• _WHAT YOU HAVE TO DO_
Below are some records; copy each line in them that contains "axum".

START GIVEN ENTRIES

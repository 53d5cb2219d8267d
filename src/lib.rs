//! Business-management backend for a solar equipment company: suppliers,
//! customers, inventory with an append-only stock ledger, invoicing with
//! atomic stock reservation, financial records, and customer activities.

pub mod config;
pub mod db;
pub mod entities;
pub mod errors;
pub mod events;
pub mod handlers;
pub mod services;

use std::sync::Arc;

use sea_orm::DatabaseConnection;

use crate::config::AppConfig;
use crate::events::EventSender;
use crate::services::inventory::InventoryService;
use crate::services::invoicing::InvoicingService;

/// Shared state handed to every request handler.
#[derive(Clone)]
pub struct AppState {
    pub db: Arc<DatabaseConnection>,
    pub config: AppConfig,
    pub event_sender: EventSender,
    pub inventory: InventoryService,
    pub invoicing: InvoicingService,
}

impl AppState {
    pub fn new(db: Arc<DatabaseConnection>, config: AppConfig, event_sender: EventSender) -> Self {
        let inventory = InventoryService::new(db.clone(), event_sender.clone());
        let invoicing = InvoicingService::new(db.clone(), event_sender.clone());
        Self {
            db,
            config,
            event_sender,
            inventory,
            invoicing,
        }
    }
}
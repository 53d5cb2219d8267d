use axum::{
    extract::{Path, Query, State},
    http::StatusCode,
    response::IntoResponse,
    routing::{get, put},
    Json, Router,
};
use serde::Deserialize;

use crate::entities::activity::ActivityStatus;
use crate::errors::ServiceError;
use crate::events::Event;
use crate::handlers::common::{ListResponse, PaginationParams};
use crate::services::activities::{
    self, ActivityFilter, CreateActivityInput, CreateActivityTypeInput,
};
use crate::AppState;

#[derive(Debug, Deserialize)]
pub struct ListQuery {
    pub customer_id: Option<i32>,
    pub status: Option<ActivityStatus>,
    pub page: Option<u64>,
    pub limit: Option<u64>,
}

impl ListQuery {
    fn pagination(&self) -> PaginationParams {
        PaginationParams::new(self.page, self.limit)
    }
}

#[derive(Debug, Deserialize)]
pub struct StatusRequest {
    pub status: ActivityStatus,
}

async fn create(
    State(state): State<AppState>,
    Json(input): Json<CreateActivityInput>,
) -> Result<impl IntoResponse, ServiceError> {
    let activity = activities::create_activity(&state.db, input).await?;
    state
        .event_sender
        .send(Event::ActivityLogged {
            activity_id: activity.id,
        })
        .await;
    Ok((StatusCode::CREATED, Json(activity)))
}

async fn list(
    State(state): State<AppState>,
    Query(query): Query<ListQuery>,
) -> Result<impl IntoResponse, ServiceError> {
    let filter = ActivityFilter {
        customer_id: query.customer_id,
        status: query.status,
    };
    let pagination = query.pagination();
    let (items, total) = activities::list_activities(
        &state.db,
        filter,
        pagination.page(),
        pagination.limit(),
    )
    .await?;
    Ok(Json(ListResponse::new(items, total, &pagination)))
}

async fn get_one(
    State(state): State<AppState>,
    Path(id): Path<i32>,
) -> Result<impl IntoResponse, ServiceError> {
    let activity = activities::get_activity(&state.db, id).await?;
    Ok(Json(activity))
}

async fn update_status(
    State(state): State<AppState>,
    Path(id): Path<i32>,
    Json(req): Json<StatusRequest>,
) -> Result<impl IntoResponse, ServiceError> {
    let activity = activities::update_activity_status(&state.db, id, req.status).await?;
    Ok(Json(activity))
}

async fn create_type(
    State(state): State<AppState>,
    Json(input): Json<CreateActivityTypeInput>,
) -> Result<impl IntoResponse, ServiceError> {
    let activity_type = activities::create_activity_type(&state.db, input).await?;
    Ok((StatusCode::CREATED, Json(activity_type)))
}

async fn list_types(State(state): State<AppState>) -> Result<impl IntoResponse, ServiceError> {
    let types = activities::list_activity_types(&state.db).await?;
    Ok(Json(types))
}

async fn deactivate_type(
    State(state): State<AppState>,
    Path(id): Path<i32>,
) -> Result<impl IntoResponse, ServiceError> {
    let activity_type = activities::deactivate_activity_type(&state.db, id).await?;
    Ok(Json(activity_type))
}

pub fn router() -> Router<AppState> {
    Router::new()
        .route("/", get(list).post(create))
        .route("/:id", get(get_one))
        .route("/:id/status", put(update_status))
}

pub fn types_router() -> Router<AppState> {
    Router::new()
        .route("/", get(list_types).post(create_type))
        .route("/:id", axum::routing::delete(deactivate_type))
}
/// Receives stock into an item and appends the STOCK_IN audit row.
pub async fn stock_in<C: ConnectionTrait>(
    conn: &C,
    inventory_id: i32,
    quantity: i32,
    unit_price: Decimal,
    notes: Option<String>,
) -> Result<stock_transaction::Model, ServiceError> {
    if quantity <= 0 {
        return Err(ServiceError::InvalidInput(format!(
            "stock-in quantity must be positive, got {quantity}"
        )));
    }

    let item = InventoryEntity::find_by_id(inventory_id)
        .one(conn)
        .await
        .map_err(ServiceError::db_error)?
        .ok_or_else(|| ServiceError::NotFound(format!("inventory item {inventory_id} not found")))?;

    // Relative increment, never an absolute write: a concurrent guarded
    // decrement between our read and this update must not be clobbered.
    let updated = InventoryEntity::update_many()
        .col_expr(
            inventory_item::Column::Quantity,
            Expr::col(inventory_item::Column::Quantity).add(quantity),
        )
        .col_expr(inventory_item::Column::UpdatedAt, Expr::value(Utc::now()))
        .filter(inventory_item::Column::Id.eq(inventory_id))
        .exec(conn)
        .await
        .map_err(ServiceError::db_error)?;
    if updated.rows_affected == 0 {
        return Err(ServiceError::NotFound(format!(
            "inventory item {inventory_id} not found"
        )));
    }

    let row = stock_transaction::ActiveModel {
        inventory_id: Set(inventory_id),
        transaction_type: Set(TransactionType::StockIn),
        quantity: Set(quantity),
        unit_price: Set(Some(unit_price)),
        total_value: Set(Some(Decimal::from(quantity) * unit_price)),
        currency: Set(item.currency),
        notes: Set(notes),
        ..Default::default()
    };

    row.insert(conn).await.map_err(ServiceError::db_error)
}

/// Applies a signed manual correction, guarded so the stock never goes
/// negative. Returns the appended ADJUSTMENT row.
pub async fn adjust<C: ConnectionTrait>(
    conn: &C,
    inventory_id: i32,
    delta: i32,
    reason: StockChangeReason,
    notes: Option<String>,
) -> Result<stock_transaction::Model, ServiceError> {
    if delta == 0 {
        return Err(ServiceError::InvalidInput(
            "adjustment delta must not be zero".to_string(),
        ));
    }

    let mut update = InventoryEntity::update_many()
        .col_expr(
            inventory_item::Column::Quantity,
            Expr::col(inventory_item::Column::Quantity).add(delta),
        )
        .col_expr(inventory_item::Column::UpdatedAt, Expr::value(Utc::now()))
        .filter(inventory_item::Column::Id.eq(inventory_id));
    if delta < 0 {
        update = update.filter(inventory_item::Column::Quantity.gte(-delta));
    }
    let updated = update.exec(conn).await.map_err(ServiceError::db_error)?;

    if updated.rows_affected == 0 {
        let current = InventoryEntity::find_by_id(inventory_id)
            .one(conn)
            .await
            .map_err(ServiceError::db_error)?;
        return Err(match current {
            Some(item) => ServiceError::InsufficientStock {
                inventory_id,
                available: item.quantity,
                requested: -delta,
            },
            None => ServiceError::NotFound(format!("inventory item {inventory_id} not found")),
        });
    }

    let item = InventoryEntity::find_by_id(inventory_id)
        .one(conn)
        .await
        .map_err(ServiceError::db_error)?
        .ok_or_else(|| ServiceError::NotFound(format!("inventory item {inventory_id} not found")))?;

    let row = stock_transaction::ActiveModel {
        inventory_id: Set(inventory_id),
        transaction_type: Set(TransactionType::Adjustment),
        quantity: Set(delta),
        unit_price: Set(Some(item.unit_price)),
        total_value: Set(Some(Decimal::from(delta) * item.unit_price)),
        currency: Set(item.currency),
        reason: Set(Some(reason)),
        notes: Set(notes),
        ..Default::default()
    };

    row.insert(conn).await.map_err(ServiceError::db_error)
}

#[derive(Debug, Deserialize, Validate)]
pub struct CreateItemInput {
    #[validate(length(min = 1, max = 200))]
    pub name: String,
    pub brand: Option<String>,
    pub category: Option<String>,
    pub specifications: Option<String>,
    #[validate(range(min = 0))]
    pub quantity: i32,
    pub unit_price: Decimal,
    pub currency: Option<Currency>,
    pub supplier_id: Option<i32>,
    pub payment_type: Option<PaymentType>,
    pub minimum_stock_level: Option<i32>,
    pub notes: Option<String>,
}

#[derive(Debug, Default, Deserialize, Validate)]
pub struct UpdateItemInput {
    #[validate(length(min = 1, max = 200))]
    pub name: Option<String>,
    pub brand: Option<String>,
    pub category: Option<String>,
    pub specifications: Option<String>,
    pub unit_price: Option<Decimal>,
    pub currency: Option<Currency>,
    pub supplier_id: Option<i32>,
    pub payment_type: Option<PaymentType>,
    pub minimum_stock_level: Option<i32>,
    pub notes: Option<String>,
}

#[derive(Debug, Clone, Default)]
pub struct ItemFilter {
    pub search: Option<String>,
    pub category: Option<String>,
}

/// Service for managing inventory over HTTP-sized units of work.
#[derive(Clone)]
pub struct InventoryService {
    db: Arc<DatabaseConnection>,
    event_sender: EventSender,
}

END GIVEN ENTRIES

• _YOUR SOLUTION_
use axum::{
        .route("/:id", axum::routing::delete(deactivate_type))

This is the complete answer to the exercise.